The cargo receptor TMED9 modulates the unfolded protein response and affects ER stress induction

TMED9 (Trans-Membrane Emp24 Domain protein 9) is a cargo receptor shown to be involved in protein trafficking along the secretory pathway1,2. Recent findings point to the involvement of TMED9 in protein handling and quality control3. Specifically, this cargo receptor was shown to promote the retention of various misfolded proteins in post-ER compartments4. Earlier work from our lab has identified BRD4780, a small molecule that targets TMED9, promotes its removal and consequently induces misfolded protein clearance4. The goal of this study is to gain a better understanding of the normal function of TMED9 and its potential involvement in endoplasmic reticulum (ER) stress. To this end, we used genetic (Crispr-Cas9) and pharmacologic (BRD4780) manipulations to deprive cells from TMED9, and compared them to cells normally expressing the cargo receptor.
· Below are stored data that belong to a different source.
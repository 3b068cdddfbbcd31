//! Role profiles: per-role token budget, content priorities and permission.

use serde::{Deserialize, Serialize};
use strata_core::{Permission, ResponseStyle, Role};

/// Static description of how a role is served. Loaded once at startup.
#[derive(Debug, Clone, PartialEq, Serialize, Deserialize)]
pub struct RoleProfile {
    pub role: Role,
    /// Share of the maximum context budget this role may use (0..=1).
    pub token_budget_fraction: f64,
    /// Content tags in descending order of importance.
    pub content_priorities: Vec<String>,
    pub response_style: ResponseStyle,
    /// Permission granted to callers acting in this role.
    pub permission: Permission,
    /// Base cache priority for results computed for this role.
    pub cache_priority: u32,
}

impl RoleProfile {
    /// Default profile for `role`.
    pub fn default_for(role: Role) -> Self {
        let tags = |list: &[&str]| list.iter().map(|t| t.to_string()).collect::<Vec<_>>();
        match role {
            Role::Analyst => Self {
                role,
                token_budget_fraction: 0.5,
                content_priorities: tags(&["summary", "trend", "chart", "explanation"]),
                response_style: ResponseStyle::Concise,
                permission: Permission::ReadExecute,
                cache_priority: 1,
            },
            Role::DataScientist => Self {
                role,
                token_budget_fraction: 0.75,
                content_priorities: tags(&["methodology", "model", "statistics", "dataset", "summary"]),
                response_style: ResponseStyle::Detailed,
                permission: Permission::ReadExecuteWrite,
                cache_priority: 2,
            },
            Role::Production => Self {
                role,
                token_budget_fraction: 0.3,
                content_priorities: tags(&["schema", "status", "metric", "summary"]),
                response_style: ResponseStyle::Structured,
                permission: Permission::Admin,
                cache_priority: 3,
            },
        }
    }

    /// Token budget out of `max_tokens`, rounded down.
    pub fn token_budget(&self, max_tokens: u32) -> u32 {
        let fraction = self.token_budget_fraction.clamp(0.0, 1.0);
        (f64::from(max_tokens) * fraction).floor() as u32
    }

    /// Position of `tag` in the priority list, if present.
    pub fn priority_of(&self, tag: &str) -> Option<usize> {
        self.content_priorities
            .iter()
            .position(|t| t.eq_ignore_ascii_case(tag))
    }
}

/// One profile per role. Immutable after construction.
#[derive(Debug, Clone, PartialEq)]
pub struct RoleProfiles {
    profiles: [RoleProfile; 3],
}

impl Default for RoleProfiles {
    fn default() -> Self {
        Self {
            profiles: Role::ALL.map(RoleProfile::default_for),
        }
    }
}

fn slot(role: Role) -> usize {
    match role {
        Role::Analyst => 0,
        Role::DataScientist => 1,
        Role::Production => 2,
    }
}

impl RoleProfiles {
    pub fn new() -> Self {
        Self::default()
    }

    /// Replace the profile for `profile.role`.
    pub fn with_profile(mut self, profile: RoleProfile) -> Self {
        let idx = slot(profile.role);
        self.profiles[idx] = profile;
        self
    }

    pub fn get(&self, role: Role) -> &RoleProfile {
        &self.profiles[slot(role)]
    }

    pub fn iter(&self) -> impl Iterator<Item = &RoleProfile> {
        self.profiles.iter()
    }
}

#[cfg(test)]
mod tests {
    use super::*;

    #[test]
    fn test_default_profiles() {
        let profiles = RoleProfiles::default();
        assert_eq!(profiles.get(Role::Analyst).permission, Permission::ReadExecute);
        assert_eq!(profiles.get(Role::DataScientist).cache_priority, 2);
        assert_eq!(profiles.get(Role::Production).permission, Permission::Admin);
        assert!(profiles.iter().all(|p| (0.0..=1.0).contains(&p.token_budget_fraction)));
    }

    #[test]
    fn test_token_budget_rounds_down() {
        let analyst = RoleProfile::default_for(Role::Analyst);
        assert_eq!(analyst.token_budget(4001), 2000);
        let production = RoleProfile::default_for(Role::Production);
        assert_eq!(production.token_budget(1000), 300);
    }

    #[test]
    fn test_override_profile() {
        let custom = RoleProfile {
            token_budget_fraction: 0.9,
            ..RoleProfile::default_for(Role::Analyst)
        };
        let profiles = RoleProfiles::new().with_profile(custom);
        assert_eq!(profiles.get(Role::Analyst).token_budget(100), 90);
        assert_eq!(profiles.get(Role::Production).token_budget(100), 30);
    }

    #[test]
    fn test_priority_lookup_is_case_insensitive() {
        let analyst = RoleProfile::default_for(Role::Analyst);
        assert_eq!(analyst.priority_of("Trend"), Some(1));
        assert_eq!(analyst.priority_of("unknown"), None);
    }
}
Using these cellular model systems, we investigated the involvement of TMED9 in cell survival under normal conditions and upon ER stress induction. Our results demonstrate that while TMED9 had no effect on cell viability under normal settings, it altered cell fate determination upon ER stress induction. Interestingly, while TMED9 was shown to be pro-survival following Thapsigargin application, it facilitated apoptosis upon tunicamycin-indued ER stress. Importantly, the application of each of these stressors, resulted in an increase in TMED9 abundance. This study demonstrates an essential and complexed role of TMED9 in ER stress induction and introduces TMED9 as a potentially new post-ER modulator of the UPR network.